Quantification of viability in organotypic multicellular spheroids of human malignant glioma using lactate dehydrogenase activity: a rapid and reliable automated assay.

Organotypic spheroids from malignant glioma resemble the biological complexity of the original tumor and are therefore appealing to study anticancer drug responses. Accurate and reproducible quantification of response effect has been lacking to determine drug responses in this three-dimensional tumor model. Lactate dehydrogenase (LDH) activity was demonstrated in cryostat sections of spheroids using the tetrazolium salt method. Calibrated digital image acquisition of the stained cryostat sections enables quantification of LDH activity. Fully automated image cytometry reliably demarcates LDH-active and LDH-inactive tissue areas by thresholding at specific absorbance values. The viability index (VI) was calculated as ratio of LDH-active areas and total spheroid tissue areas. Duplicate staining and processing on the same tissue showed good correlation and therefore reproducibility. Sodium azide incubation of spheroids induced reduction in VI to almost zero.

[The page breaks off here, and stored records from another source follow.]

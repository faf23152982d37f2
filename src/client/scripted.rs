use std::collections::VecDeque;
use std::sync::{Arc, Mutex, MutexGuard};

use crate::client::GameApi;
use crate::common::ApiError;
use crate::protocol::{EnemyFireResponse, FireResponse};
use crate::ship::Placement;

/// A call observed by a [`ScriptedClient`].
#[derive(Debug, Clone, PartialEq, Eq)]
pub enum Call {
    Ping,
    Join { player: String, game_key: String, ships: Vec<Placement> },
    Fire {
        player: String,
        game_key: String,
        x: i32,
        y: i32,
    },
    EnemyFire,
}

/// One queued enemy-fire outcome. `Hang` keeps the poll open until the caller
/// gives up on it.
#[derive(Debug, Clone)]
enum Poll {
    Reply(Result<EnemyFireResponse, ApiError>),
    Hang,
}

#[derive(Default)]
struct Script {
    ping: VecDeque<Result<bool, ApiError>>,
    join: VecDeque<Result<EnemyFireResponse, ApiError>>,
    fire: VecDeque<Result<FireResponse, ApiError>>,
    enemy_fire: VecDeque<Poll>,
    calls: Vec<Call>,
}

/// In-process [`GameApi`] that replays queued replies and records every call.
///
/// Clones share the same script, so a test can keep a handle while the
/// controller owns another. An exhausted join or fire queue answers with a
/// connection error; an exhausted enemy-fire queue hangs like a server with
/// nothing to report.
#[derive(Clone, Default)]
pub struct ScriptedClient {
    script: Arc<Mutex<Script>>,
}

impl ScriptedClient {
    pub fn new() -> Self {
        Self::default()
    }

    fn script(&self) -> MutexGuard<'_, Script> {
        // A panicking test thread must not hide the script from the others.
        self.script.lock().unwrap_or_else(|e| e.into_inner())
    }

    pub fn push_ping(&self, reply: Result<bool, ApiError>) -> &Self {
        self.script().ping.push_back(reply);
        self
    }

    pub fn push_join(&self, reply: Result<EnemyFireResponse, ApiError>) -> &Self {
        self.script().join.push_back(reply);
        self
    }

    pub fn push_fire(&self, reply: Result<FireResponse, ApiError>) -> &Self {
        self.script().fire.push_back(reply);
        self
    }

    pub fn push_enemy_fire(&self, reply: Result<EnemyFireResponse, ApiError>) -> &Self {
        self.script().enemy_fire.push_back(Poll::Reply(reply));
        self
    }

    /// Queue a poll that never answers.
    pub fn push_enemy_fire_hang(&self) -> &Self {
        self.script().enemy_fire.push_back(Poll::Hang);
        self
    }

    /// Every call made so far, in order.
    pub fn calls(&self) -> Vec<Call> {
        self.script().calls.clone()
    }

    pub fn count(&self, pred: impl Fn(&Call) -> bool) -> usize {
        self.script().calls.iter().filter(|c| pred(c)).count()
    }

    pub fn fire_count(&self) -> usize {
        self.count(|c| matches!(c, Call::Fire { .. }))
    }

    pub fn enemy_fire_count(&self) -> usize {
        self.count(|c| matches!(c, Call::EnemyFire))
    }

    pub fn join_count(&self) -> usize {
        self.count(|c| matches!(c, Call::Join { .. }))
    }
}

fn exhausted() -> ApiError {
    ApiError::Connection("no scripted response".to_string())
}

#[async_trait::async_trait]
impl GameApi for ScriptedClient {
    async fn ping(&self) -> Result<bool, ApiError> {
        let mut script = self.script();
        script.calls.push(Call::Ping);
        script.ping.pop_front().unwrap_or_else(|| Err(exhausted()))
    }

    async fn join(
        &self,
        player: &str,
        game_key: &str,
        ships: &[Placement],
    ) -> Result<EnemyFireResponse, ApiError> {
        let mut script = self.script();
        script.calls.push(Call::Join {
            player: player.to_string(),
            game_key: game_key.to_string(),
            ships: ships.to_vec(),
        });
        script.join.pop_front().unwrap_or_else(|| Err(exhausted()))
    }

    async fn fire(
        &self,
        player: &str,
        game_key: &str,
        x: i32,
        y: i32,
    ) -> Result<FireResponse, ApiError> {
        let mut script = self.script();
        script.calls.push(Call::Fire {
            player: player.to_string(),
            game_key: game_key.to_string(),
            x,
            y,
        });
        script.fire.pop_front().unwrap_or_else(|| Err(exhausted()))
    }

    async fn enemy_fire(&self, _player: &str, _game_key: &str) -> Result<EnemyFireResponse, ApiError> {
        let next = {
            let mut script = self.script();
            script.calls.push(Call::EnemyFire);
            script.enemy_fire.pop_front()
        };
        match next {
            Some(Poll::Reply(reply)) => reply,
            Some(Poll::Hang) | None => std::future::pending().await,
        }
    }
}
//! Commonly used types and utilities for ease of import.

pub use crate::client::{GameApi, HttpClient, ScriptedClient};
pub use crate::controller::{Controller, Notice, Snapshot};
pub use crate::fleet::{random_fleet, validate_fleet, validate_identifiers};
pub use crate::{Cell, ClientConfig, ControllerError, Orientation, Phase, Placement, Session, ShipType};
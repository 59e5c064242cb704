use std::sync::Arc;

use tokio::sync::{Notify, RwLock};
use tokio::time::{timeout, Duration};
use tracing::{debug, error, info, instrument, warn};

use crate::error::NotificationError;
use crate::models::{NotificationIntent, OutboxStatus, WorkerConfig};
use crate::services::channel::NotificationChannel;
use crate::services::outbox::NotificationOutbox;

/// Wakes the outbox worker after new intents were committed.
#[derive(Clone, Default)]
pub struct DispatchHandle {
    wake: Arc<Notify>,
}

impl DispatchHandle {
    pub fn nudge(&self) {
        self.wake.notify_one();
    }
}

pub struct OutboxWorker {
    config: WorkerConfig,
    outbox: Arc<dyn NotificationOutbox>,
    channel: Arc<dyn NotificationChannel>,
    wake: Arc<Notify>,
    is_shutdown: RwLock<bool>,
}

impl OutboxWorker {
    pub fn new(
        config: WorkerConfig,
        outbox: Arc<dyn NotificationOutbox>,
        channel: Arc<dyn NotificationChannel>,
    ) -> Self {
        Self {
            config,
            outbox,
            channel,
            wake: Arc::new(Notify::new()),
            is_shutdown: RwLock::new(false),
        }
    }

    pub fn handle(&self) -> DispatchHandle {
        DispatchHandle { wake: self.wake.clone() }
    }

    /// Runs until `shutdown` is called. Drains on every wake-up and on each poll tick.
    #[instrument(skip(self), fields(worker_id = %self.config.worker_id))]
    pub async fn run(&self) {
        info!("Starting outbox worker {}", self.config.worker_id);
        let poll = Duration::from_secs(self.config.poll_interval_seconds.max(1));

        loop {
            if *self.is_shutdown.read().await {
                debug!("Outbox worker {} received shutdown signal", self.config.worker_id);
                break;
            }

            match self.drain_once().await {
                Ok(0) => {}
                Ok(n) => debug!("Outbox worker processed {} intents", n),
                Err(e) => error!("Outbox worker failed to read pending intents: {}", e),
            }

            tokio::select! {
                _ = self.wake.notified() => {}
                _ = tokio::time::sleep(poll) => {}
            }
        }

        info!("Outbox worker {} stopped", self.config.worker_id);
    }

    pub async fn shutdown(&self) {
        info!("Initiating shutdown for outbox worker {}", self.config.worker_id);
        *self.is_shutdown.write().await = true;
        self.wake.notify_one();
    }

    /// One pass over the pending intents. Returns how many were attempted.
    pub async fn drain_once(&self) -> Result<usize, NotificationError> {
        let batch = self.outbox.pending(self.config.batch_size).await?;
        let count = batch.len();

        for mut intent in batch {
            if intent.status != OutboxStatus::Pending {
                continue;
            }

            match self.deliver_with_timeout(&intent).await {
                Ok(()) => intent.record_delivery(),
                Err(e) => {
                    intent.record_failure(&e.to_string());
                    if intent.status == OutboxStatus::Failed {
                        error!(
                            intent_id = %intent.id,
                            appointment_id = %intent.appointment_id,
                            "Giving up on notification after {} attempts: {}", intent.attempts, e
                        );
                    } else {
                        warn!(intent_id = %intent.id, "Notification delivery failed, will retry: {}", e);
                    }
                }
            }

            if let Err(e) = self.outbox.update(&intent).await {
                error!(intent_id = %intent.id, "Failed to record notification outcome: {}", e);
            }
        }

        Ok(count)
    }

    async fn deliver_with_timeout(&self, intent: &NotificationIntent) -> Result<(), NotificationError> {
        let limit = self.config.delivery_timeout_seconds;
        match timeout(Duration::from_secs(limit), self.channel.deliver(intent)).await {
            Ok(result) => result,
            Err(_) => Err(NotificationError::DeliveryTimeout { timeout_seconds: limit }),
        }
    }
}
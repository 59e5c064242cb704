use assert_matches::assert_matches;

use payment_cell::{compute_signature, verify, GatewayConfirmation, PaymentError, PaymentVerifier};

const SECRET: &str = "test-razorpay-secret";

fn confirmation(order_id: &str, payment_id: &str, signature: String) -> GatewayConfirmation {
    GatewayConfirmation {
        order_id: order_id.to_string(),
        payment_id: payment_id.to_string(),
        signature,
    }
}

#[test]
fn accepts_signature_from_same_secret() {
    let signature = compute_signature("order_abc", "pay_xyz", SECRET);
    assert!(verify("order_abc", "pay_xyz", &signature, SECRET));
}

#[test]
fn rejects_signature_for_other_payment() {
    let signature = compute_signature("order_abc", "pay_other", SECRET);
    assert!(!verify("order_abc", "pay_xyz", &signature, SECRET));
}

#[test]
fn rejects_signature_from_other_secret() {
    let signature = compute_signature("order_abc", "pay_xyz", "another-secret");
    assert!(!verify("order_abc", "pay_xyz", &signature, SECRET));
}

#[test]
fn separator_is_part_of_signed_message() {
    // "order_a|bpay" and "order_ab|pay" must not collide
    let signature = compute_signature("order_a", "bpay", SECRET);
    assert!(!verify("order_ab", "pay", &signature, SECRET));
}

#[test]
fn rejects_truncated_signature() {
    let signature = compute_signature("order_abc", "pay_xyz", SECRET);
    assert!(!verify("order_abc", "pay_xyz", &signature[..62], SECRET));
}

#[test]
fn verifier_without_secret_is_a_configuration_error() {
    let signature = compute_signature("order_abc", "pay_xyz", SECRET);

    let verifier = PaymentVerifier::new(None);
    assert_matches!(
        verifier.verify_confirmation(&confirmation("order_abc", "pay_xyz", signature.clone())),
        Err(PaymentError::SecretNotConfigured)
    );

    let verifier = PaymentVerifier::new(Some(String::new()));
    assert_matches!(
        verifier.verify_confirmation(&confirmation("order_abc", "pay_xyz", signature)),
        Err(PaymentError::SecretNotConfigured)
    );
}

#[test]
fn verifier_reports_order_on_mismatch() {
    let verifier = PaymentVerifier::new(Some(SECRET.to_string()));
    let forged = compute_signature("order_abc", "pay_forged", SECRET);

    assert_matches!(
        verifier.verify_confirmation(&confirmation("order_abc", "pay_xyz", forged)),
        Err(PaymentError::VerificationFailed { order_id }) if order_id == "order_abc"
    );

    let genuine = compute_signature("order_abc", "pay_xyz", SECRET);
    assert!(verifier.verify_confirmation(&confirmation("order_abc", "pay_xyz", genuine)).is_ok());
}
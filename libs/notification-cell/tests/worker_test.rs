use std::sync::Arc;
use std::sync::atomic::{AtomicUsize, Ordering};

use async_trait::async_trait;
use tokio::sync::Mutex;
use tokio::time::{sleep, Duration};
use uuid::Uuid;

use notification_cell::{
    NotificationChannel, NotificationError, NotificationIntent, NotificationKind,
    NotificationOutbox, OutboxStatus, OutboxWorker, WorkerConfig,
};

#[derive(Default)]
struct VecOutbox {
    items: Mutex<Vec<NotificationIntent>>,
}

#[async_trait]
impl NotificationOutbox for VecOutbox {
    async fn enqueue(&self, intents: Vec<NotificationIntent>) -> Result<(), NotificationError> {
        self.items.lock().await.extend(intents);
        Ok(())
    }

    async fn pending(&self, limit: usize) -> Result<Vec<NotificationIntent>, NotificationError> {
        Ok(self.items.lock().await
            .iter()
            .filter(|i| i.status == OutboxStatus::Pending)
            .take(limit)
            .cloned()
            .collect())
    }

    async fn update(&self, intent: &NotificationIntent) -> Result<(), NotificationError> {
        let mut items = self.items.lock().await;
        match items.iter_mut().find(|i| i.id == intent.id) {
            Some(existing) => {
                *existing = intent.clone();
                Ok(())
            }
            None => Err(NotificationError::Outbox(format!("unknown intent {}", intent.id))),
        }
    }
}

#[derive(Default)]
struct RecordingChannel {
    delivered: Mutex<Vec<Uuid>>,
}

#[async_trait]
impl NotificationChannel for RecordingChannel {
    async fn deliver(&self, intent: &NotificationIntent) -> Result<(), NotificationError> {
        self.delivered.lock().await.push(intent.id);
        Ok(())
    }
}

#[derive(Default)]
struct FailingChannel {
    calls: AtomicUsize,
}

#[async_trait]
impl NotificationChannel for FailingChannel {
    async fn deliver(&self, _intent: &NotificationIntent) -> Result<(), NotificationError> {
        self.calls.fetch_add(1, Ordering::SeqCst);
        Err(NotificationError::Delivery("channel unavailable".to_string()))
    }
}

struct SlowChannel;

#[async_trait]
impl NotificationChannel for SlowChannel {
    async fn deliver(&self, _intent: &NotificationIntent) -> Result<(), NotificationError> {
        sleep(Duration::from_secs(3)).await;
        Ok(())
    }
}

fn intent(kind: NotificationKind) -> NotificationIntent {
    NotificationIntent::new(Uuid::new_v4(), Uuid::new_v4(), kind, "Appointment Confirmed", "Your token is 1")
}

fn worker_config() -> WorkerConfig {
    WorkerConfig {
        worker_id: "outbox-test".to_string(),
        batch_size: 10,
        poll_interval_seconds: 60,
        delivery_timeout_seconds: 1,
    }
}

#[tokio::test]
async fn delivers_pending_intents_and_marks_them() {
    let outbox = Arc::new(VecOutbox::default());
    let channel = Arc::new(RecordingChannel::default());
    outbox.enqueue(vec![
        intent(NotificationKind::AppointmentConfirmation),
        intent(NotificationKind::NewAppointment),
    ]).await.unwrap();

    let worker = OutboxWorker::new(worker_config(), outbox.clone(), channel.clone());
    assert_eq!(worker.drain_once().await.unwrap(), 2);

    assert_eq!(channel.delivered.lock().await.len(), 2);
    assert!(outbox.items.lock().await.iter().all(|i| i.status == OutboxStatus::Delivered));
    assert_eq!(worker.drain_once().await.unwrap(), 0);
}

#[tokio::test]
async fn failed_delivery_is_retried_until_budget_spent() {
    let outbox = Arc::new(VecOutbox::default());
    let channel = Arc::new(FailingChannel::default());
    outbox.enqueue(vec![intent(NotificationKind::AppointmentCancelled).with_max_attempts(3)]).await.unwrap();

    let worker = OutboxWorker::new(worker_config(), outbox.clone(), channel.clone());
    for _ in 0..5 {
        worker.drain_once().await.unwrap();
    }

    assert_eq!(channel.calls.load(Ordering::SeqCst), 3);
    let items = outbox.items.lock().await;
    assert_eq!(items[0].status, OutboxStatus::Failed);
    assert_eq!(items[0].attempts, 3);
    assert!(items[0].last_error.as_deref().unwrap().contains("channel unavailable"));
}

#[tokio::test]
async fn slow_channel_hits_delivery_timeout() {
    let outbox = Arc::new(VecOutbox::default());
    outbox.enqueue(vec![intent(NotificationKind::NewAppointment)]).await.unwrap();

    let worker = OutboxWorker::new(worker_config(), outbox.clone(), Arc::new(SlowChannel));
    worker.drain_once().await.unwrap();

    let items = outbox.items.lock().await;
    assert_eq!(items[0].status, OutboxStatus::Pending);
    assert!(items[0].last_error.as_deref().unwrap().contains("timeout"));
}

#[tokio::test]
async fn nudge_wakes_running_worker() {
    let outbox = Arc::new(VecOutbox::default());
    let channel = Arc::new(RecordingChannel::default());
    let worker = Arc::new(OutboxWorker::new(worker_config(), outbox.clone(), channel.clone()));
    let handle = worker.handle();

    let running = {
        let worker = worker.clone();
        tokio::spawn(async move { worker.run().await })
    };

    outbox.enqueue(vec![intent(NotificationKind::AppointmentConfirmation)]).await.unwrap();
    handle.nudge();

    let mut delivered = false;
    for _ in 0..50 {
        if !channel.delivered.lock().await.is_empty() {
            delivered = true;
            break;
        }
        sleep(Duration::from_millis(20)).await;
    }
    assert!(delivered, "worker did not wake up on nudge");

    worker.shutdown().await;
    tokio::time::timeout(Duration::from_secs(2), running).await.unwrap().unwrap();
}
use thiserror::Error;

#[derive(Error, Debug)]
pub enum NotificationError {
    #[error("Outbox operation failed: {0}")]
    Outbox(String),

    #[error("Delivery failed: {0}")]
    Delivery(String),

    #[error("Delivery timeout: took longer than {timeout_seconds} seconds")]
    DeliveryTimeout { timeout_seconds: u64 },

    #[error("Notification channel not configured: {0}")]
    NotConfigured(String),
}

We conclude that quantification of viability in cryostat sections of organotypic multicellular spheroids from malignant glioma can be performed reliably and reproducibly with this approach.[1]

References

  1. Quantification of viability in organotypic multicellular spheroids of human malignant glioma using lactate dehydrogenase activity: a rapid and reliable automated assay. De Witt Hamer, P.C., Jonker, A., Leenstra, S., Ruijter, J.M., Van Noorden, C.J. J. Histochem. Cytochem. (2005) [Pubmed]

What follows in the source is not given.